Immunology of vaccine adjuvants enhancing respiratory viral vaccine efficacy

Abstract

Abstract We investigated the adjuvant effects of MPL (TLR4 agonist) and CpG (TLR9 agonist) on promoting protection after vaccination of C57BL/6 and BALB/c mice with inactivated influenza split virus or human respiratory syncytial virus (RSV) vaccines. Adjuvant effects of combination MPL and CpG (MPL+CpG) on improving protective vaccine efficacy were evident by higher levels of protective humoral and cellular immune responses to vaccination, more effective control of lung viral replication, prevention of weight loss, and inflammatory cytokines and cellular infiltrates in vaccinated mice after virus challenge. Vaccine-enhanced respiratory disease, a well-known phenomenon due to atypical immune priming by RSV vaccination after challenge, could be prevented by MPL + CpG adjuvants in RSV vaccination, shaping toward Th1 and IgG2a isotype immune responses. In contrast, aluminum hydroxide and squalene oil-in-water adjuvants (AddaVax) were not effective in conferring vaccine-induced protection against influenza and RSV in BALB/c mice after vaccination and challenge.

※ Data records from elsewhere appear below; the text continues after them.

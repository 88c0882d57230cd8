//! Submission intake, application views, human decisions, and statistics.

use std::sync::Arc;

use chrono::{DateTime, Utc};
use serde::Serialize;
use serde_json::Value;
use tracing::info;

use super::dispatch::ForwardingQueue;
use super::domain::{
    Applicant, Application, ApplicationId, ApplicationStatus, CoverLetterAnswer, JobPosting,
    JobPostingId, PostingStatus, ResumeItemAnswer,
};
use super::errors::RecruitingError;
use super::payload::{
    ApplicationForwarded, ForwardedCoverLetterAnswer, ForwardedResumeAnswer, SubmissionRequest,
};
use super::repository::RecruitingStore;
use super::scheduler::Clock;

/// Sanitized application state for API responses.
#[derive(Debug, Clone, Serialize)]
pub struct ApplicationView {
    pub application_id: ApplicationId,
    pub job_posting_id: JobPostingId,
    pub status: &'static str,
    #[serde(skip_serializing_if = "Option::is_none")]
    pub total_score: Option<i64>,
    #[serde(skip_serializing_if = "Option::is_none")]
    pub evaluation_comment: Option<String>,
    pub submitted_at: DateTime<Utc>,
}

impl ApplicationView {
    fn from_application(application: &Application) -> Self {
        Self {
            application_id: application.id,
            job_posting_id: application.job_posting_id,
            status: application.status.label(),
            total_score: application.total_score,
            evaluation_comment: application.evaluation_comment.clone(),
            submitted_at: application.submitted_at,
        }
    }
}

/// Full detail view: applicant identity, answers, and the parsed evaluation
/// snapshot when one has been reconciled.
#[derive(Debug, Clone, Serialize)]
pub struct ApplicationDetails {
    #[serde(flatten)]
    pub view: ApplicationView,
    pub applicant: Applicant,
    pub resume_answers: Vec<ResumeItemAnswer>,
    pub cover_letter_answers: Vec<CoverLetterAnswer>,
    #[serde(skip_serializing_if = "Option::is_none")]
    pub evaluation: Option<EvaluationSnapshotView>,
}

#[derive(Debug, Clone, Serialize)]
pub struct EvaluationSnapshotView {
    pub total_score: i64,
    pub resume_scores: Value,
    pub cover_letter_scores: Value,
    pub overall_analysis: Value,
    pub completed_at: DateTime<Utc>,
}

/// Per-posting and company-wide evaluation progress.
#[derive(Debug, Clone, Serialize)]
pub struct StatisticsView {
    pub total_applications: u64,
    pub completed_evaluations: u64,
    pub pending_evaluations: u64,
    pub completion_rate: f64,
    pub postings: Vec<PostingStatistics>,
}

#[derive(Debug, Clone, Serialize)]
pub struct PostingStatistics {
    pub job_posting_id: JobPostingId,
    pub job_posting_title: String,
    pub posting_status: PostingStatus,
    pub total_applications: u64,
    pub completed_evaluations: u64,
    pub pending_evaluations: u64,
    pub completion_rate: f64,
}

fn completion_rate(completed: u64, total: u64) -> f64 {
    if total == 0 {
        return 0.0;
    }
    // Percentage rounded to two decimals.
    (completed as f64 / total as f64 * 100.0 * 100.0).round() / 100.0
}

/// Application-facing operations over the store, with fire-and-forget
/// forwarding of fresh submissions to the evaluator.
pub struct ApplicationService<S, C> {
    store: Arc<S>,
    clock: Arc<C>,
    forwarding: ForwardingQueue,
}

impl<S, C> ApplicationService<S, C>
where
    S: RecruitingStore + 'static,
    C: Clock + 'static,
{
    pub fn new(store: Arc<S>, clock: Arc<C>, forwarding: ForwardingQueue) -> Self {
        Self {
            store,
            clock,
            forwarding,
        }
    }

    /// Submit an application. The applicant identity is found-or-created by
    /// email; every answered item/question must exist on the posting. The
    /// stored application is returned before the evaluator hears anything:
    /// forwarding is queued and can never fail the submission.
    pub fn submit(
        &self,
        posting_id: JobPostingId,
        request: SubmissionRequest,
    ) -> Result<ApplicationView, RecruitingError> {
        let posting = self
            .store
            .fetch_posting(posting_id)?
            .ok_or_else(|| RecruitingError::not_found("job posting", posting_id))?;

        let applicant = self
            .store
            .find_or_create_applicant(&request.applicant_name, &request.applicant_email)?;

        let mut resume_answers = Vec::with_capacity(request.resume_item_answers.len());
        for answer in &request.resume_item_answers {
            if posting.resume_item(answer.resume_item_id).is_none() {
                return Err(RecruitingError::not_found(
                    "resume item",
                    answer.resume_item_id,
                ));
            }
            resume_answers.push(ResumeItemAnswer {
                resume_item_id: answer.resume_item_id,
                content: answer.content.clone(),
                score: None,
            });
        }

        let mut cover_letter_answers = Vec::with_capacity(request.cover_letter_question_answers.len());
        for answer in &request.cover_letter_question_answers {
            if posting
                .cover_letter_question(answer.cover_letter_question_id)
                .is_none()
            {
                return Err(RecruitingError::not_found(
                    "cover letter question",
                    answer.cover_letter_question_id,
                ));
            }
            cover_letter_answers.push(CoverLetterAnswer {
                cover_letter_question_id: answer.cover_letter_question_id,
                content: answer.content.clone(),
            });
        }

        let application = self.store.insert_application(Application {
            id: ApplicationId(0), // allocated by the store
            applicant_id: applicant.id,
            job_posting_id: posting.id,
            status: ApplicationStatus::BeforeEvaluation,
            evaluation_comment: None,
            total_score: None,
            submitted_at: self.clock.now(),
            resume_answers,
            cover_letter_answers,
        })?;

        info!(
            application_id = %application.id,
            job_posting_id = %posting.id,
            applicant_id = %applicant.id,
            "application submitted"
        );

        self.forwarding
            .enqueue(forwarded_payload(&application, &applicant, &posting));

        Ok(ApplicationView::from_application(&application))
    }

    pub fn get(&self, id: ApplicationId) -> Result<ApplicationView, RecruitingError> {
        let application = self
            .store
            .fetch_application(id)?
            .ok_or_else(|| RecruitingError::not_found("application", id))?;
        Ok(ApplicationView::from_application(&application))
    }

    /// Detail view including the parsed evaluation snapshot. A snapshot that
    /// no longer parses is an internal fault, not a missing evaluation.
    pub fn details(&self, id: ApplicationId) -> Result<ApplicationDetails, RecruitingError> {
        let application = self
            .store
            .fetch_application(id)?
            .ok_or_else(|| RecruitingError::not_found("application", id))?;
        let applicant = self
            .store
            .fetch_applicant(application.applicant_id)?
            .ok_or_else(|| RecruitingError::not_found("applicant", application.applicant_id))?;

        let evaluation = match self.store.fetch_evaluation(id)? {
            Some(record) => Some(EvaluationSnapshotView {
                total_score: record.total_score,
                resume_scores: serde_json::from_str(&record.resume_scores)?,
                cover_letter_scores: serde_json::from_str(&record.cover_letter_scores)?,
                overall_analysis: serde_json::from_str(&record.overall_analysis)?,
                completed_at: record.completed_at,
            }),
            None => None,
        };

        Ok(ApplicationDetails {
            view: ApplicationView::from_application(&application),
            applicant,
            resume_answers: application.resume_answers.clone(),
            cover_letter_answers: application.cover_letter_answers.clone(),
            evaluation,
        })
    }

    pub fn list(&self) -> Result<Vec<ApplicationView>, RecruitingError> {
        Ok(self
            .store
            .list_applications()?
            .iter()
            .map(ApplicationView::from_application)
            .collect())
    }

    pub fn list_for_posting(
        &self,
        posting_id: JobPostingId,
    ) -> Result<Vec<ApplicationView>, RecruitingError> {
        Ok(self
            .store
            .applications_for_posting(posting_id)?
            .iter()
            .map(ApplicationView::from_application)
            .collect())
    }

    /// Record a human decision: an optional comment plus a status parsed from
    /// its wire form. Junk statuses are rejected before anything is written.
    pub fn record_decision(
        &self,
        id: ApplicationId,
        comment: Option<String>,
        status: &str,
    ) -> Result<ApplicationView, RecruitingError> {
        let parsed: ApplicationStatus = status
            .parse()
            .map_err(|err: super::domain::UnknownStatus| {
                RecruitingError::InvalidArgument(err.to_string())
            })?;

        let mut application = self
            .store
            .fetch_application(id)?
            .ok_or_else(|| RecruitingError::not_found("application", id))?;

        application.evaluation_comment = comment;
        application.status = parsed;
        self.store.update_application(application.clone())?;

        info!(
            application_id = %id,
            status = parsed.label(),
            "application decision recorded"
        );

        Ok(ApplicationView::from_application(&application))
    }

    /// Evaluation progress per posting plus company-wide totals. The overall
    /// numbers only accumulate postings that are currently accepting or
    /// closed for evaluation; scheduled and fully evaluated postings are
    /// reported individually but excluded from the totals.
    pub fn statistics(&self) -> Result<StatisticsView, RecruitingError> {
        let postings = self.store.list_postings()?;
        let mut total_applications = 0u64;
        let mut total_completed = 0u64;
        let mut per_posting = Vec::with_capacity(postings.len());

        for posting in postings {
            let applications = self.store.applications_for_posting(posting.id)?;
            let total = applications.len() as u64;
            let completed = applications
                .iter()
                .filter(|application| application.status.is_decided())
                .count() as u64;

            if matches!(
                posting.status,
                PostingStatus::InProgress | PostingStatus::Closed
            ) {
                total_applications += total;
                total_completed += completed;
            }

            per_posting.push(PostingStatistics {
                job_posting_id: posting.id,
                job_posting_title: posting.title.clone(),
                posting_status: posting.status,
                total_applications: total,
                completed_evaluations: completed,
                pending_evaluations: total - completed,
                completion_rate: completion_rate(completed, total),
            });
        }

        Ok(StatisticsView {
            total_applications,
            completed_evaluations: total_completed,
            pending_evaluations: total_applications - total_completed,
            completion_rate: completion_rate(total_completed, total_applications),
            postings: per_posting,
        })
    }
}

fn forwarded_payload(
    application: &Application,
    applicant: &Applicant,
    posting: &JobPosting,
) -> ApplicationForwarded {
    ApplicationForwarded {
        application_id: application.id,
        job_posting_id: posting.id,
        applicant_id: applicant.id,
        applicant_name: applicant.name.clone(),
        applicant_email: applicant.email.clone(),
        resume_item_answers: application
            .resume_answers
            .iter()
            .map(|answer| ForwardedResumeAnswer {
                resume_item_id: answer.resume_item_id,
                resume_item_name: posting
                    .resume_item(answer.resume_item_id)
                    .map(|item| item.name.clone())
                    .unwrap_or_default(),
                resume_content: answer.content.clone(),
            })
            .collect(),
        cover_letter_question_answers: application
            .cover_letter_answers
            .iter()
            .map(|answer| ForwardedCoverLetterAnswer {
                cover_letter_question_id: answer.cover_letter_question_id,
                question_content: posting
                    .cover_letter_question(answer.cover_letter_question_id)
                    .map(|question| question.content.clone())
                    .unwrap_or_default(),
                answer_content: answer.content.clone(),
            })
            .collect(),
    }
}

Combination of MPL and CpG was found to exhibit distinct effects on modulating inflammatory micro-environment with cytokines, chemokines, and innate infiltrates in vivo within a day as well as stimulating dendritic cells in vitro to secrete IL-12p70 and TNF-α cytokines. In summary, the findings suggest that a combination adjuvant of different TLR agonists exhibits a unique pattern of innate and adaptive immune responses, contributing to protection by inactivated influenza split virus and subunit RSV vaccination.